A Day in the Life

Tracey came over. She’s a friend with stage 4 lung cancer. It’s easy to see that she’s suffered more than I have. She has a painful skin rash which is a side effect from her targeted therapy, her chemo pill, which is called Tarceva. She wore a long sleeve shirt and floppy hat. She moved from the driveway to my kitchen in a slightly masculine way. She is a personal trainer and she oozes determination. She’s so tough that she’s the type that would have walked out of a gulag. One Day in the Life of Ivan Denisovich comes to mind. The way she’s leveraged her cancer to her advantage.

I had a simple lunch ready for us both. I offered her some Reed’s Ginger Ale.

“Never tried it.”

“Great for nausea,” I said. It felt good to offer her something that might help.

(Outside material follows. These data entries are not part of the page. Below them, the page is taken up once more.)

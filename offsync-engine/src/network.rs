//! Connectivity tracking.
//!
//! `NetworkObserver` is fed by whatever platform signal is available (OS
//! reachability callbacks, a health probe, or a test calling `set_online`)
//! and fans state changes out to subscribers over a `watch` channel.

use crate::transport::Transport;
use chrono::{DateTime, Utc};
use std::sync::Arc;
use std::time::Duration;
use tokio::sync::watch;
use tokio::task::JoinHandle;
use tracing::{debug, info};

/// Snapshot of connectivity state.
#[derive(Clone, Copy, Debug, PartialEq, Eq)]
pub struct NetworkStatus {
    pub is_online: bool,
    pub last_checked_at: DateTime<Utc>,
}

/// Tracks online/offline transitions.
#[derive(Clone)]
pub struct NetworkObserver {
    tx: Arc<watch::Sender<NetworkStatus>>,
}

impl NetworkObserver {
    pub fn new(initially_online: bool) -> Self {
        let (tx, _rx) = watch::channel(NetworkStatus {
            is_online: initially_online,
            last_checked_at: Utc::now(),
        });
        Self { tx: Arc::new(tx) }
    }

    pub fn is_online(&self) -> bool {
        self.tx.borrow().is_online
    }

    pub fn status(&self) -> NetworkStatus {
        *self.tx.borrow()
    }

    /// Records a connectivity observation. Subscribers are only woken on an
    /// actual transition. Returns true if the state changed.
    pub fn set_online(&self, online: bool) -> bool {
        let now = Utc::now();
        let changed = self.tx.send_if_modified(|status| {
            status.last_checked_at = now;
            if status.is_online == online {
                return false;
            }
            status.is_online = online;
            true
        });
        if changed {
            info!("network is now {}", if online { "online" } else { "offline" });
        }
        changed
    }

    /// Subscribes to transitions. Dropping the subscription unsubscribes.
    pub fn subscribe(&self) -> NetworkSubscription {
        NetworkSubscription {
            rx: self.tx.subscribe(),
        }
    }

    /// Periodically probes `path` through `transport` and feeds the result
    /// into this observer.
    pub fn spawn_probe(
        &self,
        transport: Arc<dyn Transport>,
        path: String,
        every: Duration,
    ) -> JoinHandle<()> {
        let observer = self.clone();
        tokio::spawn(async move {
            let mut interval = tokio::time::interval(every);
            loop {
                interval.tick().await;
                let online = transport.probe(&path).await;
                debug!("probe {path}: online={online}");
                observer.set_online(online);
            }
        })
    }
}

impl Default for NetworkObserver {
    fn default() -> Self {
        Self::new(true)
    }
}

/// A live subscription to connectivity changes.
pub struct NetworkSubscription {
    rx: watch::Receiver<NetworkStatus>,
}

impl NetworkSubscription {
    pub fn current(&self) -> NetworkStatus {
        *self.rx.borrow()
    }

    /// Waits for the next transition. Returns `None` once the observer is gone.
    pub async fn changed(&mut self) -> Option<NetworkStatus> {
        self.rx.changed().await.ok()?;
        Some(*self.rx.borrow_and_update())
    }
}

You see, I’m slightly intimidated by Tracey, and embarrassed by it at the same time, because she’s smarter than me, and she knows her cancer better than I know mine, but she’s all ears, really. When we spoke at the same time she said,

“No you.”

“I can’t believe how much you know about your cancer,” I said.

“I read all my reports,” she said. She has this wry smile that comes out when talking. It’s delayed as if she were humored by the arbitrariness of life’s turns, rather than bitter. Her eyes are sea glass green that change in the light. Her face is expressive. Her body language puts me at ease.

“I didn’t go to the last cancer support group because one woman (a care giver) spoke endlessly about the calamity of it all,” I said, “she went on and on about her husband’s sickness, their relationship problems, and family addictions.” Tracey listened to me without judgment.

“That’s too bad because at the last meeting we talked about how we got our cancer,” she said, “it was real good.” Clearly, I missed out on something special.

“So how did you get yours?” I said.

She bit her sandwich and took a drink looking at the contents in the bottle.

“I’m not certain, but some say that you have cancer 7 to 10 years before symptoms show.”

“Jesus,” I said, “I heard that the lungs are associated with grief …it makes me wonder about mine.” I wanted to add something to the conversation.

“I told you that,” She said. We’ve met maybe a couple of times but we’re friends bonded by our shared journey. Our situations are different. Her economic situation is tougher. Her living situation more challenging, our mutations slightly different, but we’re both walking down the same road when all is said and done.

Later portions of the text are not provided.